From the entries below, reproduce exactly the line containing "knob precision set", the line containing "pub fn set_sensitivity(&mut", and every line in between, with nothing added.

Records from a data source
———

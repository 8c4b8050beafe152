//! Continuous effect parameter.

use std::fmt;
use std::str::FromStr;

use crate::audio_engine::errors::ParameterError;
use crate::messages::NameChange;
use crate::pedal::observers::Observers;

/// Scale law mapping a knob's raw value to the unit used by DSP code.
#[derive(Debug, Clone, Copy, PartialEq, Eq, Default)]
pub enum KnobMode {
    #[default]
    Linear,
    /// Raw values are decibels, linearized with `10^(v/20)`.
    Logarithmic,
}

impl KnobMode {
    pub fn as_str(self) -> &'static str {
        match self {
            Self::Linear => "linear",
            Self::Logarithmic => "logarithmic",
        }
    }

    pub fn linearize(self, value: f64) -> f64 {
        match self {
            Self::Linear => value,
            Self::Logarithmic => 10f64.powf(value / 20.0),
        }
    }
}

impl FromStr for KnobMode {
    type Err = ParameterError;

    fn from_str(s: &str) -> Result<Self, Self::Err> {
        match s {
            "linear" => Ok(Self::Linear),
            "logarithmic" => Ok(Self::Logarithmic),
            other => Err(ParameterError::Mode(other.to_string())),
        }
    }
}

impl fmt::Display for KnobMode {
    fn fmt(&self, f: &mut fmt::Formatter<'_>) -> fmt::Result {
        f.write_str(self.as_str())
    }
}

/// Construction parameters for a [`Knob`].
#[derive(Debug, Clone, PartialEq)]
pub struct KnobSettings {
    pub minimum_value: f64,
    pub maximum_value: f64,
    pub default_value: f64,
    pub precision: f64,
    pub sensitivity: f64,
    pub mode: KnobMode,
    pub display_enabled: bool,
    pub value: f64,
}

impl Default for KnobSettings {
    fn default() -> Self {
        Self {
            minimum_value: 0.0,
            maximum_value: 1.0,
            default_value: 0.5,
            precision: 0.01,
            sensitivity: 1.0,
            mode: KnobMode::Linear,
            display_enabled: false,
            value: 0.5,
        }
    }
}

/// Observer lists for a single knob.
#[derive(Debug, Default)]
pub struct KnobEvents {
    /// Receives the new raw value.
    pub value_changed: Observers<f64>,
    pub name_changed: Observers<NameChange>,
    /// Receives the name of the removed knob.
    pub removed: Observers<String>,
}

#[derive(Debug)]
pub struct Knob {
    name: String,
    minimum_value: f64,
    maximum_value: f64,
    default_value: f64,
    value: f64,
    precision: f64,
    sensitivity: f64,
    mode: KnobMode,
    display_enabled: bool,
    minimum_value_linearized: f64,
    maximum_value_linearized: f64,
    default_value_linearized: f64,
    value_linearized: f64,
    modified: bool,
    pub events: KnobEvents,
}

fn range_error(what: &str) -> ParameterError {
    ParameterError::Range(format!("{what} must be within the minimum and maximum values"))
}

fn check_precision(precision: f64, minimum: f64, maximum: f64) -> Result<(), ParameterError> {
    let span = maximum - minimum;
    if precision >= span {
        return Err(ParameterError::Precision { precision, span });
    }
    Ok(())
}

impl Knob {
    /// Creates a knob with default settings.
    pub fn new(name: impl Into<String>) -> Result<Self, ParameterError> {
        Self::with_settings(name, KnobSettings::default())
    }

    pub fn with_settings(name: impl Into<String>, settings: KnobSettings) -> Result<Self, ParameterError> {
        let name = name.into();
        if name.is_empty() {
            return Err(ParameterError::Name);
        }
        let KnobSettings {
            minimum_value,
            maximum_value,
            default_value,
            precision,
            sensitivity,
            mode,
            display_enabled,
            value,
        } = settings;

        if minimum_value > maximum_value {
            return Err(ParameterError::Range(
                "minimum value must be less than maximum value".to_string(),
            ));
        }
        if !(minimum_value..=maximum_value).contains(&default_value) {
            return Err(range_error("default value"));
        }
        if !(minimum_value..=maximum_value).contains(&value) {
            return Err(range_error("value"));
        }
        check_precision(precision, minimum_value, maximum_value)?;

        let mut knob = Self {
            name,
            minimum_value,
            maximum_value,
            default_value,
            value,
            precision,
            sensitivity,
            mode,
            display_enabled,
            minimum_value_linearized: 0.0,
            maximum_value_linearized: 0.0,
            default_value_linearized: 0.0,
            value_linearized: 0.0,
            modified: false,
            events: KnobEvents::default(),
        };
        knob.relinearize();
        Ok(knob)
    }

    fn relinearize(&mut self) {
        self.minimum_value_linearized = self.mode.linearize(self.minimum_value);
        self.maximum_value_linearized = self.mode.linearize(self.maximum_value);
        self.default_value_linearized = self.mode.linearize(self.default_value);
        self.value_linearized = self.mode.linearize(self.value);
    }

    pub fn name(&self) -> &str {
        &self.name
    }

    pub fn value(&self) -> f64 {
        self.value
    }

    pub fn value_linearized(&self) -> f64 {
        self.value_linearized
    }

    pub fn minimum_value(&self) -> f64 {
        self.minimum_value
    }

    pub fn minimum_value_linearized(&self) -> f64 {
        self.minimum_value_linearized
    }

    pub fn maximum_value(&self) -> f64 {
        self.maximum_value
    }

    pub fn maximum_value_linearized(&self) -> f64 {
        self.maximum_value_linearized
    }

    pub fn default_value(&self) -> f64 {
        self.default_value
    }

    pub fn default_value_linearized(&self) -> f64 {
        self.default_value_linearized
    }

    pub fn precision(&self) -> f64 {
        self.precision
    }

    pub fn sensitivity(&self) -> f64 {
        self.sensitivity
    }

    pub fn mode(&self) -> KnobMode {
        self.mode
    }

    pub fn display_enabled(&self) -> bool {
        self.display_enabled
    }

    pub fn is_modified(&self) -> bool {
        self.modified
    }

    pub fn reset_modified(&mut self) {
        self.modified = false;
    }

    pub fn set_value(&mut self, value: f64) -> Result<(), ParameterError> {
        if !(self.minimum_value..=self.maximum_value).contains(&value) {
            return Err(range_error("value"));
        }
        if self.value != value {
            log::debug!(
                "{} knob set to {}{}",
                self.name,
                value,
                if self.mode == KnobMode::Logarithmic { " dB" } else { "" }
            );
            self.value = value;
            self.value_linearized = self.mode.linearize(value);
            self.modified = true;
            self.events.value_changed.notify(&value);
        }
        Ok(())
    }

    pub fn set_minimum_value(&mut self, minimum_value: f64) -> Result<(), ParameterError> {
        if minimum_value > self.maximum_value {
            return Err(ParameterError::Range(
                "minimum value must be less than maximum value".to_string(),
            ));
        }
        if minimum_value > self.default_value || minimum_value > self.value {
            return Err(ParameterError::Range(
                "minimum value must not exceed the default value or the current value".to_string(),
            ));
        }
        check_precision(self.precision, minimum_value, self.maximum_value)?;

        if self.minimum_value != minimum_value {
            log::debug!("{} knob minimum value set to {}", self.name, minimum_value);
            self.minimum_value = minimum_value;
            self.minimum_value_linearized = self.mode.linearize(minimum_value);
            self.modified = true;
        }
        Ok(())
    }

    pub fn set_maximum_value(&mut self, maximum_value: f64) -> Result<(), ParameterError> {
        if maximum_value < self.minimum_value {
            return Err(ParameterError::Range(
                "maximum value must be greater than minimum value".to_string(),
            ));
        }
        if maximum_value < self.default_value || maximum_value < self.value {
            return Err(ParameterError::Range(
                "maximum value must not be below the default value or the current value".to_string(),
            ));
        }
        check_precision(self.precision, self.minimum_value, maximum_value)?;

        if self.maximum_value != maximum_value {
            log::debug!("{} knob maximum value set to {}", self.name, maximum_value);
            self.maximum_value = maximum_value;
            self.maximum_value_linearized = self.mode.linearize(maximum_value);
            self.modified = true;
        }
        Ok(())
    }

    pub fn set_default_value(&mut self, default_value: f64) -> Result<(), ParameterError> {
        if !(self.minimum_value..=self.maximum_value).contains(&default_value) {
            return Err(range_error("default value"));
        }
        if self.default_value != default_value {
            log::debug!("{} knob default value set to {}", self.name, default_value);
            self.default_value = default_value;
            self.default_value_linearized = self.mode.linearize(default_value);
            self.modified = true;
        }
        Ok(())
    }

    pub fn set_precision(&mut self, precision: f64) -> Result<(), ParameterError> {
        check_precision(precision, self.minimum_value, self.maximum_value)?;
        if self.precision != precision {
            log::debug!("{} knob precision set to {}", self.name, precision);
            self.precision = precision;
            self.modified = true;
        }
        Ok(())
    }

    pub fn set_sensitivity(&mut self, sensitivity: f64) {
        if self.sensitivity != sensitivity {
            log::debug!("{} knob sensitivity set to {}", self.name, sensitivity);
            self.sensitivity = sensitivity;
            self.modified = true;
        }
    }

    /// Switches the scale law. The value returns to the default and every linearized field is
    /// re-derived under the new law.
    pub fn set_mode(&mut self, mode: KnobMode) {
        if self.mode == mode {
            return;
        }
        log::debug!("{} knob mode set to {}", self.name, mode);
        self.mode = mode;
        let value_changed = self.value != self.default_value;
        self.value = self.default_value;
        self.relinearize();
        self.modified = true;
        if value_changed {
            let value = self.value;
            self.events.value_changed.notify(&value);
        }
    }

    pub fn set_display_enabled(&mut self, enabled: bool) {
        if self.display_enabled != enabled {
            log::debug!(
                "{} {} knob display",
                if enabled { "Enable" } else { "Disable" },
                self.name
            );
            self.display_enabled = enabled;
            self.modified = true;
        }
    }

    pub(crate) fn change_name(&mut self, new_name: impl Into<String>) -> Result<(), ParameterError> {
        let new_name = new_name.into();
        if new_name.is_empty() {
            return Err(ParameterError::Name);
        }
        if self.name != new_name {
            log::debug!("{} knob name changed to {}", self.name, new_name);
            let old_name = std::mem::replace(&mut self.name, new_name);
            self.modified = true;
            let change = NameChange {
                old_name,
                new_name: self.name.clone(),
            };
            self.events.name_changed.notify(&change);
        }
        Ok(())
    }

    /// Announces removal to the knob's observers.
    pub(crate) fn remove(&mut self) {
        log::debug!("Removing {} knob", self.name);
        let name = self.name.clone();
        self.events.removed.notify(&name);
    }
}
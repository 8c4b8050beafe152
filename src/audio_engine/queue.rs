//! Fixed-capacity block queue between a device callback and the processing thread.
//!
//! The queue is a single-producer single-consumer `rtrb` ring buffer split in two halves. The
//! device-callback half only ever uses the non-blocking `try_*` calls. The processing-thread half
//! may wait, polling the ring buffer at a short interval, up to a bound or until the other half
//! is dropped.
//!
//! A full queue never evicts: queued blocks stay in order and the incoming block is handed back
//! to the writer. A device callback counts it as an overrun and drops it. The processing thread
//! waits up to its write timeout first.

use std::thread;
use std::time::{Duration, Instant};

use rtrb::{Consumer, Producer, PushError, RingBuffer};

use crate::messages::AudioBlock;

/// Polling interval used while a blocking call waits for the other side.
const WAIT_INTERVAL: Duration = Duration::from_micros(250);

/// Creates a queue holding at most `capacity` blocks.
pub fn block_queue(capacity: usize) -> (BlockSender, BlockReceiver) {
    let (producer, consumer) = RingBuffer::new(capacity);
    (
        BlockSender { producer, capacity },
        BlockReceiver { consumer, capacity },
    )
}

/// Writing half of a block queue.
pub struct BlockSender {
    producer: Producer<AudioBlock>,
    capacity: usize,
}

impl BlockSender {
    /// Pushes without waiting. On a full queue the queued blocks are kept and `block` is handed
    /// back.
    pub fn try_push(&mut self, block: AudioBlock) -> Result<(), AudioBlock> {
        match self.producer.push(block) {
            Ok(()) => Ok(()),
            Err(PushError::Full(block)) => Err(block),
        }
    }

    /// Pushes, waiting for space as long as the receiving half is alive.
    pub fn push(&mut self, block: AudioBlock) -> Result<(), AudioBlock> {
        self.push_until(block, None)
    }

    /// Pushes, waiting at most `timeout` for space.
    pub fn push_timeout(&mut self, block: AudioBlock, timeout: Duration) -> Result<(), AudioBlock> {
        self.push_until(block, Some(Instant::now() + timeout))
    }

    fn push_until(&mut self, mut block: AudioBlock, deadline: Option<Instant>) -> Result<(), AudioBlock> {
        loop {
            match self.producer.push(block) {
                Ok(()) => return Ok(()),
                Err(PushError::Full(rejected)) => block = rejected,
            }
            if self.producer.is_abandoned() || deadline.is_some_and(|d| Instant::now() >= d) {
                return Err(block);
            }
            thread::sleep(WAIT_INTERVAL);
        }
    }

    pub fn capacity(&self) -> usize {
        self.capacity
    }

    /// Number of blocks currently queued.
    pub fn len(&self) -> usize {
        self.capacity() - self.producer.slots()
    }

    pub fn is_empty(&self) -> bool {
        self.len() == 0
    }

    pub fn is_full(&self) -> bool {
        self.producer.is_full()
    }
}

/// Reading half of a block queue.
pub struct BlockReceiver {
    consumer: Consumer<AudioBlock>,
    capacity: usize,
}

impl BlockReceiver {
    /// Returns the oldest block, or `None` if the queue is empty.
    pub fn try_pop(&mut self) -> Option<AudioBlock> {
        self.consumer.pop().ok()
    }

    /// Returns the oldest block, or a silent block of the given shape on underrun.
    pub fn pop_or_silence(&mut self, channel_count: usize, frame_count: usize) -> AudioBlock {
        self.try_pop()
            .unwrap_or_else(|| AudioBlock::silence(channel_count, frame_count))
    }

    /// Waits at most `timeout` for a block.
    pub fn pop_timeout(&mut self, timeout: Duration) -> Option<AudioBlock> {
        let deadline = Instant::now() + timeout;
        loop {
            if let Ok(block) = self.consumer.pop() {
                return Some(block);
            }
            if self.consumer.is_abandoned() || Instant::now() >= deadline {
                return None;
            }
            thread::sleep(WAIT_INTERVAL);
        }
    }

    pub fn capacity(&self) -> usize {
        self.capacity
    }

    pub fn len(&self) -> usize {
        self.consumer.slots()
    }

    pub fn is_empty(&self) -> bool {
        self.consumer.is_empty()
    }
}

———

_ANSWER TO THE PROBLEM:_
            log::debug!("{} knob precision set to {}", self.name, precision);
            self.precision = precision;
            self.modified = true;
        }
        Ok(())
    }

    pub fn set_sensitivity(&mut self, sensitivity: f64) {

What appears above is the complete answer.